A patient who changed my practice: Always check the respiratory rateBMJ 1997; 314 doi: https://doi.org/10.1136/bmj.314.7093.0l (Published 24 May 1997) Cite this as: BMJ 1997;314:l
The young lad had been injured riding a motorbike “off road.” He was complaining of lower chest pain and had tenderness suggestive of blunt injury but with no obviously fractured ribs. His pulse and blood pressure were normal but he was breathing at 40 per minute. A drip was put up and he was sent to have an x ray examination. While being transferred to the trolley his blood pressure dropped and he became unconscious. He was rushed back to the resuscitation room and what had seemed to be a controlled situation became an emergency.
Despite intravenous fluids and ventilation he remained hypotensive. The on call surgical registrar was called and examined his abdomen. “Nothing for us in there,” was the verdict. He was transferred to intensive care where despite full resuscitative measures, he died that night. A necropsy showed a ruptured spleen and liver lacerations. He came in talking and died.
I was not involved in his treatment but his death shocked me. Trauma resuscitation was one of the hot topics and advanced trauma life support programmes were just beginning to be talked about. Although no courses had yet been run in the Britain, trauma scoring was starting to show promise, and the Royal College of Surgeons' report on 1000 trauma deaths was soon to be published. His death reinforced that it is the young who die from trauma, but also illustrated several other points, now thankfully much more widely recognised.
Young people will maintain normal blood pressure and even pulse rate until they suddenly decompensate; they are then almost impossible to resuscitate. Most importantly the respiratory rate is an accurate reflection of severity of illness.
Of the 16 physiological variables measured by the original trauma score, only three–the Glasgow coma score, blood pressure, and respiratory rate, have a positive correlation with mortality. The next two years saw advanced trauma life support programmes start throughout Britain, the start of the major trauma outcome study, and a move towards centralising trauma care in larger departments with x ray facilities in accident and emergency departments.
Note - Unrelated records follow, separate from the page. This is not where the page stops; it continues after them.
use chrono::NaiveDate;
use serde::{Deserialize, Serialize};

use crate::value::Value;

/// Declared type of a generated column.
#[derive(Debug, Clone, Copy, Serialize, Deserialize, PartialEq, Eq)]
#[serde(rename_all = "lowercase")]
pub enum ValueType {
    String,
    Int,
    Float,
    Date,
    DateTime,
}

/// Named character pool usable by the string generator.
#[derive(Debug, Clone, Copy, Serialize, Deserialize, PartialEq, Eq, PartialOrd, Ord)]
#[serde(rename_all = "lowercase")]
pub enum Charset {
    Alphabet,
    Lower,
    Upper,
    Number,
    Hex,
    Symbol,
}

const LOWER: &str = "abcdefghijklmnopqrstuvwxyz";
const UPPER: &str = "ABCDEFGHIJKLMNOPQRSTUVWXYZ";
const ALPHABET: &str = "abcdefghijklmnopqrstuvwxyzABCDEFGHIJKLMNOPQRSTUVWXYZ";
const NUMBER: &str = "0123456789";
const HEX: &str = "0123456789ABCDEF";
const SYMBOL: &str = "!\"#$%&'()*+,-./:;<=>?@[\\]^_`{|}~";

impl Charset {
    pub const ALL: [Charset; 6] = [
        Charset::Alphabet,
        Charset::Lower,
        Charset::Upper,
        Charset::Number,
        Charset::Hex,
        Charset::Symbol,
    ];

    pub fn from_name(name: &str) -> Option<Self> {
        Self::ALL.into_iter().find(|charset| charset.name() == name)
    }

    pub fn name(self) -> &'static str {
        match self {
            Charset::Alphabet => "alphabet",
            Charset::Lower => "lower",
            Charset::Upper => "upper",
            Charset::Number => "number",
            Charset::Hex => "hex",
            Charset::Symbol => "symbol",
        }
    }

    /// Characters contributed by this pool.
    pub fn chars(self) -> &'static str {
        match self {
            Charset::Alphabet => ALPHABET,
            Charset::Lower => LOWER,
            Charset::Upper => UPPER,
            Charset::Number => NUMBER,
            Charset::Hex => HEX,
            Charset::Symbol => SYMBOL,
        }
    }
}

/// Source column of a `copy` rule.
#[derive(Debug, Clone, Serialize, Deserialize, PartialEq, Eq)]
#[serde(tag = "by", content = "key", rename_all = "lowercase")]
pub enum CopySource {
    Label(String),
    /// 1-based header position.
    Index(usize),
}

/// One element of a `join` rule.
#[derive(Debug, Clone, Serialize, Deserialize, PartialEq, Eq)]
#[serde(rename_all = "lowercase")]
pub enum JoinItem {
    Literal(String),
    Column(String),
}

/// Which side of a reference entry a column emits.
#[derive(Debug, Clone, Copy, Default, Serialize, Deserialize, PartialEq, Eq)]
#[serde(rename_all = "lowercase")]
pub enum OutputSide {
    Label,
    #[default]
    Value,
}

/// Where a reference lookup takes its label from.
#[derive(Debug, Clone, Serialize, Deserialize, PartialEq, Eq)]
#[serde(tag = "mode", content = "column", rename_all = "lowercase")]
pub enum ValueSource {
    /// Nearest earlier column referencing the same key with `output label`.
    Auto,
    Column(String),
}

#[derive(Debug, Clone, Default, Serialize, Deserialize, PartialEq, Eq)]
pub struct ReferenceRule {
    #[serde(default, skip_serializing_if = "Option::is_none")]
    pub key: Option<String>,
    #[serde(default, skip_serializing_if = "Option::is_none")]
    pub output: Option<OutputSide>,
    #[serde(
        default,
        rename = "valueSource",
        skip_serializing_if = "Option::is_none"
    )]
    pub value_source: Option<ValueSource>,
}

impl ReferenceRule {
    pub fn output_side(&self) -> OutputSide {
        self.output.unwrap_or_default()
    }
}

/// Counter rule; `end` is advisory and never stops generation.
#[derive(Debug, Clone, Serialize, Deserialize, PartialEq, Eq)]
pub struct SeqRule {
    pub start: i64,
    #[serde(default, skip_serializing_if = "Option::is_none")]
    pub end: Option<i64>,
    pub step: i64,
    #[serde(default, skip_serializing_if = "Option::is_none")]
    pub digits: Option<usize>,
}

impl Default for SeqRule {
    fn default() -> Self {
        Self {
            start: 1,
            end: None,
            step: 1,
            digits: None,
        }
    }
}

/// Bounds of a `range` rule. A missing `max` means an open upper bound.
#[derive(Debug, Clone, Copy, Serialize, Deserialize, PartialEq)]
#[serde(tag = "kind", rename_all = "lowercase")]
pub enum NumericRange {
    Int { min: i64, max: Option<i64> },
    Float { min: f64, max: Option<f64> },
}

#[derive(Debug, Clone, Copy, Serialize, Deserialize, PartialEq, Eq)]
pub struct DateRange {
    pub start: NaiveDate,
    pub end: NaiveDate,
}

/// The family a column's value rule belongs to.
#[derive(Debug, Clone, Copy, PartialEq, Eq)]
pub enum ValueFamily {
    Fixed,
    Copy,
    Join,
    Reference,
    Seq,
    Enum,
    Range,
    Date,
}

impl ValueFamily {
    pub fn name(self) -> &'static str {
        match self {
            ValueFamily::Fixed => "fixed",
            ValueFamily::Copy => "copy",
            ValueFamily::Join => "join",
            ValueFamily::Reference => "reference",
            ValueFamily::Seq => "seq",
            ValueFamily::Enum => "enum",
            ValueFamily::Range => "range",
            ValueFamily::Date => "date",
        }
    }
}

/// Value-producing part of a rule set.
#[derive(Debug, Clone, Default, Serialize, Deserialize, PartialEq)]
#[serde(rename_all = "camelCase")]
pub struct ValueRules {
    #[serde(default, rename = "type", skip_serializing_if = "Option::is_none")]
    pub value_type: Option<ValueType>,
    #[serde(default, skip_serializing_if = "Option::is_none")]
    pub fixed: Option<Value>,
    #[serde(default, skip_serializing_if = "Option::is_none")]
    pub copy: Option<CopySource>,
    #[serde(default, skip_serializing_if = "Option::is_none")]
    pub join: Option<Vec<JoinItem>>,
    #[serde(default, skip_serializing_if = "Option::is_none")]
    pub reference: Option<ReferenceRule>,
    #[serde(default, skip_serializing_if = "Option::is_none")]
    pub seq: Option<SeqRule>,
    #[serde(default, rename = "enum", skip_serializing_if = "Option::is_none")]
    pub enum_values: Option<Vec<Value>>,
    #[serde(default, skip_serializing_if = "Option::is_none")]
    pub range: Option<NumericRange>,
    #[serde(default, skip_serializing_if = "Option::is_none")]
    pub date_range: Option<DateRange>,
    #[serde(default, skip_serializing_if = "Option::is_none")]
    pub date_format: Option<String>,
    #[serde(default, skip_serializing_if = "Option::is_none")]
    pub length: Option<usize>,
    /// Accumulated pools, sorted and deduplicated.
    #[serde(default, rename = "charset", skip_serializing_if = "Vec::is_empty")]
    pub charsets: Vec<Charset>,
}

impl ValueRules {
    /// Returns the value family currently set, checked in generation priority order.
    pub fn family(&self) -> Option<ValueFamily> {
        if self.fixed.is_some() {
            Some(ValueFamily::Fixed)
        } else if self.copy.is_some() {
            Some(ValueFamily::Copy)
        } else if self.join.is_some() {
            Some(ValueFamily::Join)
        } else if self.reference.is_some() {
            Some(ValueFamily::Reference)
        } else if self.seq.is_some() {
            Some(ValueFamily::Seq)
        } else if self.enum_values.is_some() {
            Some(ValueFamily::Enum)
        } else if self.range.is_some() {
            Some(ValueFamily::Range)
        } else if self.date_range.is_some()
            || self.date_format.is_some()
            || matches!(self.value_type, Some(ValueType::Date | ValueType::DateTime))
        {
            Some(ValueFamily::Date)
        } else {
            None
        }
    }

    /// Drops every slot owned by `family`, leaving string shaping intact.
    pub fn clear_family(&mut self, family: ValueFamily) {
        match family {
            ValueFamily::Fixed => self.fixed = None,
            ValueFamily::Copy => self.copy = None,
            ValueFamily::Join => self.join = None,
            ValueFamily::Reference => self.reference = None,
            ValueFamily::Seq => self.seq = None,
            ValueFamily::Enum => self.enum_values = None,
            ValueFamily::Range => self.range = None,
            ValueFamily::Date => {
                self.date_range = None;
                self.date_format = None;
            }
        }
        self.value_type = if self.length.is_some() || !self.charsets.is_empty() {
            Some(ValueType::String)
        } else {
            None
        };
    }

    /// True when the date generator should work at day granularity.
    pub fn is_date_like(&self) -> bool {
        match self.value_type {
            Some(ValueType::Date) => true,
            Some(ValueType::DateTime) => false,
            _ => self.date_range.is_some(),
        }
    }
}

/// Normalized generation directives attached to one column.
#[derive(Debug, Clone, Serialize, Deserialize, PartialEq)]
#[serde(rename_all = "camelCase")]
pub struct RuleSet {
    pub allow_null: bool,
    pub null_probability: f64,
    #[serde(flatten)]
    pub value: ValueRules,
}

impl RuleSet {
    /// Rule set for a column without any rule keywords: a fixed empty string.
    pub fn empty_string() -> Self {
        Self {
            allow_null: true,
            null_probability: 0.0,
            value: ValueRules {
                value_type: Some(ValueType::String),
                fixed: Some(Value::Text(String::new())),
                ..ValueRules::default()
            },
        }
    }
}

impl Default for RuleSet {
    fn default() -> Self {
        Self::empty_string()
    }
}

#[cfg(test)]
mod tests {
    use super::*;

    #[test]
    fn charset_pools_match_names() {
        assert_eq!(Charset::from_name("hex"), Some(Charset::Hex));
        assert_eq!(Charset::Hex.chars(), "0123456789ABCDEF");
        assert_eq!(Charset::Symbol.chars().len(), 32);
        assert_eq!(Charset::from_name("emoji"), None);
    }

    #[test]
    fn family_follows_priority_order() {
        let mut rules = ValueRules {
            seq: Some(SeqRule::default()),
            fixed: Some(Value::Int(1)),
            ..ValueRules::default()
        };
        assert_eq!(rules.family(), Some(ValueFamily::Fixed));
        rules.clear_family(ValueFamily::Fixed);
        assert_eq!(rules.family(), Some(ValueFamily::Seq));
    }

    #[test]
    fn clearing_keeps_string_type_when_shaped() {
        let mut rules = ValueRules {
            value_type: Some(ValueType::Int),
            enum_values: Some(vec![Value::Int(1)]),
            length: Some(4),
            ..ValueRules::default()
        };
        rules.clear_family(ValueFamily::Enum);
        assert_eq!(rules.value_type, Some(ValueType::String));
    }

    #[test]
    fn date_range_without_type_is_date_like() {
        let day = NaiveDate::from_ymd_opt(2024, 1, 1).unwrap();
        let mut rules = ValueRules {
            date_range: Some(DateRange {
                start: day,
                end: day,
            }),
            ..ValueRules::default()
        };
        assert!(rules.is_date_like());
        rules.value_type = Some(ValueType::DateTime);
        assert!(!rules.is_date_like());
    }
}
Ultrasound and peritoneal lavage are now used rather than simple examination to evaluate abdominal trauma, and fewer young people die from treatable injuries.
I now always check the respiratory rate in patients with serious medical or surgical conditions, but while we have electronic means of measuring pulse, blood pressure, temperature, and oxygen saturation, respiratory rate is still calculated by eye and is still the most commonly omitted observation.